Guisela Latorre specializes in modern and contemporary US Latina/o and Latin American art with a special emphasis on gender and women artists. Her first book, titled Walls of Empowerment: Chicana/o Indigenist Murals from California (University of Texas Press, 2008), explored the recurrence of indigenist motifs in Chicana/o community murals from the 1970s to the turn of the millennium. Her other publications include "Border Consciousness and Artivist Aesthetics: Richard Lou's Performance and Multimedia Artwork," in the American Studies Journal (2012); "New Approaches to Chicana/o Art: The Visual and the Political as Cognitive Process," in Image and Narrative (2010); and "Icons of Love and Devotion: Alma López's Art," in Feminist Studies (Spring Summer 2008). Latorre is currently working on a second book project on the graffiti and mural movement in Chile during the post-dictatorship era. She teaches classes on Latina/Chicana feminism, visual culture, and Latina/o art.

Dr.

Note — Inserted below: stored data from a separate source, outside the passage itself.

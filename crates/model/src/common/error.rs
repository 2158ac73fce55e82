//! Configuration error definitions.
//!
//! All configuration problems are detected eagerly, before any tag array is
//! allocated, and surface as [`ConfigError`] values; a misconfigured cache
//! never partially exists. The messages spell out the accepted configuration
//! grammar so a caller can correct its input.

use thiserror::Error;

/// A fatal cache configuration error.
///
/// There are no transient failure modes in this model; every variant here is
/// a caller-supplied configuration the hardware could not be built with.
#[derive(Debug, Clone, PartialEq, Eq, Error)]
pub enum ConfigError {
    /// `sets` is zero or not a power of two.
    #[error(
        "invalid set count {0}: sets must be a positive power of two \
         (cache configurations are `sets:ways:linesize:policy`)"
    )]
    InvalidSets(usize),

    /// `line_bytes` is below 8 or not a power of two. Addresses below the
    /// 8-byte granularity are considered indivisible.
    #[error(
        "invalid line size {0}: linesize must be a power of two of at \
         least 8 bytes (cache configurations are `sets:ways:linesize:policy`)"
    )]
    InvalidLineSize(usize),

    /// The cache has no ways to hold lines in.
    #[error("invalid associativity: a cache must have at least one way")]
    ZeroWays,

    /// The eviction policy name matched no known variant.
    #[error(
        "unknown eviction policy `{0}`: expected one of `lfsr`, `lru`, \
         `fifo`, `lip`, or `bip`"
    )]
    UnknownPolicy(String),

    /// A descriptor string did not follow the configuration grammar.
    #[error(
        "malformed cache descriptor `{0}`: expected `sets:ways:linesize:policy` \
         where sets, ways, and linesize are positive integers, sets and \
         linesize are powers of two with linesize at least 8, and policy is \
         one of `lfsr`, `lru`, `fifo`, `lip`, or `bip` (e.g. `64:8:64:lru`)"
    )]
    MalformedDescriptor(String),
}
//! LRU Insertion Policy (LIP).
//!
//! LIP keeps LRU's recency stacks and hit promotion, but inserts fills at
//! the LRU end instead of the MRU end: a newly-filled line is the next
//! eviction candidate unless it is re-referenced first. Streaming data that
//! is touched once passes through a single way instead of flushing the whole
//! set, while re-used lines earn MRU protection on their first hit.

use super::lru::touch;
use super::EvictionPolicy;

/// LIP policy state.
pub struct LipPolicy {
    /// A vector of recency stacks (one per set).
    /// Index 0 is MRU, last index is LRU.
    stacks: Vec<Vec<usize>>,
}

impl LipPolicy {
    /// Creates a new LIP policy instance.
    ///
    /// # Arguments
    ///
    /// * `sets` - The number of sets in the cache.
    /// * `ways` - The associativity (number of ways) of the cache.
    pub fn new(sets: usize, ways: usize) -> Self {
        let mut stacks = Vec::with_capacity(sets);
        for _ in 0..sets {
            stacks.push((0..ways).collect());
        }
        Self { stacks }
    }
}

/// Moves `way` to the back (LRU position) of a recency stack.
pub(super) fn park(stack: &mut Vec<usize>, way: usize) {
    if let Some(pos) = stack.iter().position(|&w| w == way) {
        let _ = stack.remove(pos);
    }
    stack.push(way);
}

impl EvictionPolicy for LipPolicy {
    /// Returns the way at the bottom of the recency stack (LRU position).
    fn next(&mut self, set: usize) -> usize {
        self.stacks[set].last().copied().unwrap_or(0)
    }

    /// Fills enter at the LRU end: an un-referenced new line is the next
    /// victim.
    fn insert(&mut self, set: usize, way: usize) {
        park(&mut self.stacks[set], way);
    }

    /// A hit promotes the touched way to most-recently-used, as in LRU.
    fn update(&mut self, set: usize, way: usize) {
        touch(&mut self.stacks[set], way);
    }
}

Judy Tzu-Chun Wu, Editor

Judy Tzu-Chun Wu is a modern US historian who specializes in Asian American studies; immigration; comparative racialization; and women's, gender, and sexuality history. Her first book, Dr. Mom Chung of the Fair-Haired Bastards: The Life of a Wartime Celebrity (University of California Press, 2005), is a biography of Margaret Jessie Chung (1889-1959), the first American-born Chinese female physician. This book uses Chung's professional, personal, and political life to explore the shifting social norms of race, gender, and sexuality from the late Victorian era to the early Cold War period in US society. Wu's second book, titled Radicals on the Road: Internationalism, Orientalism, and Feminism during the Viet Nam Era (Cornell University Press, 2013), is part of a series on the United States and the world, edited by Mark Bradley, David Engerman, [End Page 139] and Paul Kramer. This work focuses on the international travels of American antiwar activists during the US War in Viet Nam and how these encounters with Asian culture, politics, and people shaped the radical imaginary of US activists of varying racial, gender, and sexual identifications. Wu is starting a new book project, a political biography of Patsy Takemoto Mink (1927-2002), the first woman of color congressional representative and the coauthor of Title ix. This work seeks to examine Mink's political career for insight into the changing nature of American citizenship and the evolution of political liberalism during the second half of the twentieth century.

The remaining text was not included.